Top of GIVEN DATA
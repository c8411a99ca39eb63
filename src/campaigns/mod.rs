// Public API - what other modules can use
pub use handlers::{
    create_campaign, delete_campaign, get_campaign, list_campaigns, list_creator_campaigns,
    pause_campaign, recommended_campaigns, update_campaign,
};
pub use service::CampaignService;

// Internal modules
mod handlers;
pub mod models;
mod service;
pub mod types;
use serde::{Deserialize, Serialize};

use crate::shared::{validate_amount, validate_email, AppError};
use crate::store::UpdateResult;

pub const PAYMENT_REMOVED_MESSAGE: &str = "donation removed";
pub const PAYMENT_NOT_FOUND_MESSAGE: &str = "no donation found to remove";

/// Request payload for recording a completed payment
#[derive(Debug, Deserialize)]
#[serde(rename_all = "camelCase")]
pub struct CreatePaymentRequest {
    pub email: String,
    pub donation_amount: f64,
    #[serde(default)]
    pub pet_id: Option<String>,
    #[serde(default)]
    pub pet_name: Option<String>,
    #[serde(default)]
    pub pet_image: Option<String>,
    #[serde(default)]
    pub transaction_id: Option<String>,
}

impl CreatePaymentRequest {
    pub fn validate(&self) -> Result<(), AppError> {
        validate_email(&self.email)?;
        validate_amount("donationAmount", self.donation_amount)
    }
}

/// Refund details. Fields left out are read from the stored payment.
#[derive(Debug, Default, Deserialize)]
#[serde(rename_all = "camelCase")]
pub struct RefundPaymentRequest {
    #[serde(default)]
    pub donation_amount: Option<f64>,
    #[serde(default)]
    pub pet_id: Option<String>,
}

#[derive(Debug, Serialize, Deserialize, PartialEq)]
#[serde(rename_all = "camelCase")]
pub struct RefundPaymentResponse {
    /// Decrement applied to the campaign total
    pub campaign_result: UpdateResult,
    /// Refund flag written on the payment
    pub payment_result: UpdateResult,
}

#[derive(Debug, Serialize, Deserialize, PartialEq)]
#[serde(rename_all = "camelCase")]
pub struct DeletePaymentResponse {
    pub deleted_count: u64,
    pub message: String,
}

impl DeletePaymentResponse {
    pub fn from_count(deleted_count: u64) -> Self {
        let message = if deleted_count > 0 {
            PAYMENT_REMOVED_MESSAGE
        } else {
            PAYMENT_NOT_FOUND_MESSAGE
        };
        Self {
            deleted_count,
            message: message.to_string(),
        }
    }
}
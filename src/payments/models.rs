use chrono::{DateTime, Utc};
use serde::{Deserialize, Serialize};

/// Stored payment. Refunds flip `refund`; the record is kept.
#[derive(Debug, Clone, Default, Serialize, Deserialize, PartialEq)]
#[serde(default, rename_all = "camelCase")]
pub struct PaymentModel {
    #[serde(rename = "_id", skip_serializing_if = "String::is_empty")]
    pub id: String,
    /// Donor email
    pub email: String,
    pub donation_amount: f64,
    /// Donation campaign this payment counts towards
    #[serde(skip_serializing_if = "Option::is_none")]
    pub pet_id: Option<String>,
    #[serde(skip_serializing_if = "Option::is_none")]
    pub pet_name: Option<String>,
    #[serde(skip_serializing_if = "Option::is_none")]
    pub pet_image: Option<String>,
    #[serde(skip_serializing_if = "Option::is_none")]
    pub transaction_id: Option<String>,
    pub refund: bool,
    #[serde(skip_serializing_if = "Option::is_none")]
    pub date: Option<DateTime<Utc>>,
}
Bottom of GIVEN DATA
- **WHAT TO DO**: Would you please write the entries out again in full, exactly as given?

- **ANSWER SPACE**:
repository c8411a99ca39eb63
filename src/campaigns/mod.rs
// Public API - what other modules can use
pub use handlers::{
    create_campaign, delete_campaign, get_campaign, list_campaigns, list_creator_campaigns,
    pause_campaign, recommended_campaigns, update_campaign,
};
pub use service::CampaignService;

// Internal modules
mod handlers;
pub mod models;
mod service;
pub mod types;
use serde::{Deserialize, Serialize};

use crate::shared::{validate_amount, validate_email, AppError};
use crate::store::UpdateResult;

pub const PAYMENT_REMOVED_MESSAGE: &str = "donation removed";
pub const PAYMENT_NOT_FOUND_MESSAGE: &str = "no donation found to remove";

/// Request payload for recording a completed payment
#[derive(Debug, Deserialize)]
#[serde(rename_all = "camelCase")]
pub struct CreatePaymentRequest {
    pub email: String,
    pub donation_amount: f64,
    #[serde(default)]
    pub pet_id: Option<String>,
    #[serde(default)]
    pub pet_name: Option<String>,
    #[serde(default)]
    pub pet_image: Option<String>,
    #[serde(default)]
    pub transaction_id: Option<String>,
}

impl CreatePaymentRequest {
    pub fn validate(&self) -> Result<(), AppError> {
        validate_email(&self.email)?;
        validate_amount("donationAmount", self.donation_amount)
    }
}

/// Refund details. Fields left out are read from the stored payment.
#[derive(Debug, Default, Deserialize)]
#[serde(rename_all = "camelCase")]
pub struct RefundPaymentRequest {
    #[serde(default)]
    pub donation_amount: Option<f64>,
    #[serde(default)]
    pub pet_id: Option<String>,
}

#[derive(Debug, Serialize, Deserialize, PartialEq)]
#[serde(rename_all = "camelCase")]
pub struct RefundPaymentResponse {
    /// Decrement applied to the campaign total
    pub campaign_result: UpdateResult,
    /// Refund flag written on the payment
    pub payment_result: UpdateResult,
}

#[derive(Debug, Serialize, Deserialize, PartialEq)]
#[serde(rename_all = "camelCase")]
pub struct DeletePaymentResponse {
    pub deleted_count: u64,
    pub message: String,
}

impl DeletePaymentResponse {
    pub fn from_count(deleted_count: u64) -> Self {
        let message = if deleted_count > 0 {
            PAYMENT_REMOVED_MESSAGE
        } else {
            PAYMENT_NOT_FOUND_MESSAGE
        };
        Self {
            deleted_count,
            message: message.to_string(),
        }
    }
}
filename src/payments/models.rs
use chrono::{DateTime, Utc};
use serde::{Deserialize, Serialize};

/// Stored payment. Refunds flip `refund`; the record is kept.
#[derive(Debug, Clone, Default, Serialize, Deserialize, PartialEq)]
#[serde(default, rename_all = "camelCase")]
pub struct PaymentModel {
    #[serde(rename = "_id", skip_serializing_if = "String::is_empty")]
    pub id: String,
    /// Donor email
    pub email: String,
    pub donation_amount: f64,
    /// Donation campaign this payment counts towards
    #[serde(skip_serializing_if = "Option::is_none")]
    pub pet_id: Option<String>,
    #[serde(skip_serializing_if = "Option::is_none")]
    pub pet_name: Option<String>,
    #[serde(skip_serializing_if = "Option::is_none")]
    pub pet_image: Option<String>,
    #[serde(skip_serializing_if = "Option::is_none")]
    pub transaction_id: Option<String>,
    pub refund: bool,
    #[serde(skip_serializing_if = "Option::is_none")]
    pub date: Option<DateTime<Utc>>,
}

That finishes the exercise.